TASK OBJECTIVE: Below this line is a set of entries; quote exactly the lines from the line that contains "missing keys last." to the line that contains "let regions: Vec<Option<i32>>", both lines included.

Stored items:
________________________

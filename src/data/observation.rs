//! Observation Records
//! Typed rows of the consolidated VHI dataset and its column layout.

use polars::prelude::*;
use std::fmt;

pub const REGION_COL: &str = "Region_ID";
pub const YEAR_COL: &str = "Year";
pub const WEEK_COL: &str = "Week";

/// Measurement columns in file order.
pub const MEASUREMENT_COLS: [&str; 5] = ["SMN", "SMT", "VCI", "TCI", "VHI"];

/// Canonical oblast names, indexed by canonical region id.
pub const REGION_NAMES: [(i32, &str); 25] = [
    (1, "Вінницька"),
    (2, "Волинська"),
    (3, "Дніпропетровська"),
    (4, "Донецька"),
    (5, "Житомирська"),
    (6, "Закарпатська"),
    (7, "Запорізька"),
    (8, "Івано-Франківська"),
    (9, "Київська"),
    (10, "Кіровоградська"),
    (11, "Луганська"),
    (12, "Львівська"),
    (13, "Миколаївська"),
    (14, "Одеська"),
    (15, "Полтавська"),
    (16, "Рівенська"),
    (17, "Сумська"),
    (18, "Тернопільська"),
    (19, "Харківська"),
    (20, "Херсонська"),
    (21, "Хмельницька"),
    (22, "Черкаська"),
    (23, "Чернівецька"),
    (24, "Чернігівська"),
    (25, "Республіка Крим"),
];

/// Display name for a canonical region id.
pub fn region_name(region_id: i32) -> String {
    REGION_NAMES
        .iter()
        .find(|(id, _)| *id == region_id)
        .map(|(_, name)| name.to_string())
        .unwrap_or_else(|| format!("#{}", region_id))
}

/// Health index time series selectable in the dashboard.
#[derive(Debug, Clone, Copy, PartialEq, Eq, Hash, Default)]
pub enum IndexSeries {
    #[default]
    Vci,
    Tci,
    Vhi,
}

impl IndexSeries {
    pub const ALL: [IndexSeries; 3] = [IndexSeries::Vci, IndexSeries::Tci, IndexSeries::Vhi];

    /// Column holding this series in the consolidated frame.
    pub fn column(&self) -> &'static str {
        match self {
            IndexSeries::Vci => "VCI",
            IndexSeries::Tci => "TCI",
            IndexSeries::Vhi => "VHI",
        }
    }
}

impl fmt::Display for IndexSeries {
    fn fmt(&self, f: &mut fmt::Formatter<'_>) -> fmt::Result {
        f.write_str(self.column())
    }
}

/// One weekly observation for one region.
///
/// Every field is optional: raw provider files carry sentinel values and
/// markup residue that are normalized to `None` during ingestion.
#[derive(Debug, Clone, PartialEq, Default)]
pub struct Observation {
    pub region_id: Option<i32>,
    pub year: Option<i32>,
    pub week: Option<i32>,
    pub smn: Option<f64>,
    pub smt: Option<f64>,
    pub vci: Option<f64>,
    pub tci: Option<f64>,
    pub vhi: Option<f64>,
}

impl Observation {
    /// (region, year, week) identity of the row.
    pub fn key(&self) -> (Option<i32>, Option<i32>, Option<i32>) {
        (self.region_id, self.year, self.week)
    }

    /// True when region, year and week are all present.
    pub fn has_full_key(&self) -> bool {
        self.region_id.is_some() && self.year.is_some() && self.week.is_some()
    }

    /// Measurements in `MEASUREMENT_COLS` order.
    pub fn measurements(&self) -> [Option<f64>; 5] {
        [self.smn, self.smt, self.vci, self.tci, self.vhi]
    }
}

fn nulls_last(value: Option<i32>) -> (bool, i32) {
    (value.is_none(), value.unwrap_or_default())
}

/// Stable sort by (region, year, week) ascending, missing keys last.
pub fn sort_observations(rows: &mut [Observation]) {
    rows.sort_by_key(|row| {
        (
            nulls_last(row.region_id),
            nulls_last(row.year),
            nulls_last(row.week),
        )
    });
}

/// Build the consolidated frame: `Region_ID, Year, Week, SMN, SMT, VCI, TCI, VHI`.
pub fn observations_to_frame(rows: &[Observation]) -> PolarsResult<DataFrame> {
    let regions: Vec<Option<i32>> = rows.iter().map(|r| r.region_id).collect();
    let years: Vec<Option<i32>> = rows.iter().map(|r| r.year).collect();
    let weeks: Vec<Option<i32>> = rows.iter().map(|r| r.week).collect();

    let mut columns = vec![
        Column::new(REGION_COL.into(), regions),
        Column::new(YEAR_COL.into(), years),
        Column::new(WEEK_COL.into(), weeks),
    ];

    for (idx, name) in MEASUREMENT_COLS.iter().enumerate() {
        let values: Vec<Option<f64>> = rows.iter().map(|r| r.measurements()[idx]).collect();
        columns.push(Column::new((*name).into(), values));
    }

    DataFrame::new(columns)
}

________________________

EXERCISE OUTPUT:
/// Stable sort by (region, year, week) ascending, missing keys last.
pub fn sort_observations(rows: &mut [Observation]) {
    rows.sort_by_key(|row| {
        (
            nulls_last(row.region_id),
            nulls_last(row.year),
            nulls_last(row.week),
        )
    });
}

/// Build the consolidated frame: `Region_ID, Year, Week, SMN, SMT, VCI, TCI, VHI`.
pub fn observations_to_frame(rows: &[Observation]) -> PolarsResult<DataFrame> {
    let regions: Vec<Option<i32>> = rows.iter().map(|r| r.region_id).collect();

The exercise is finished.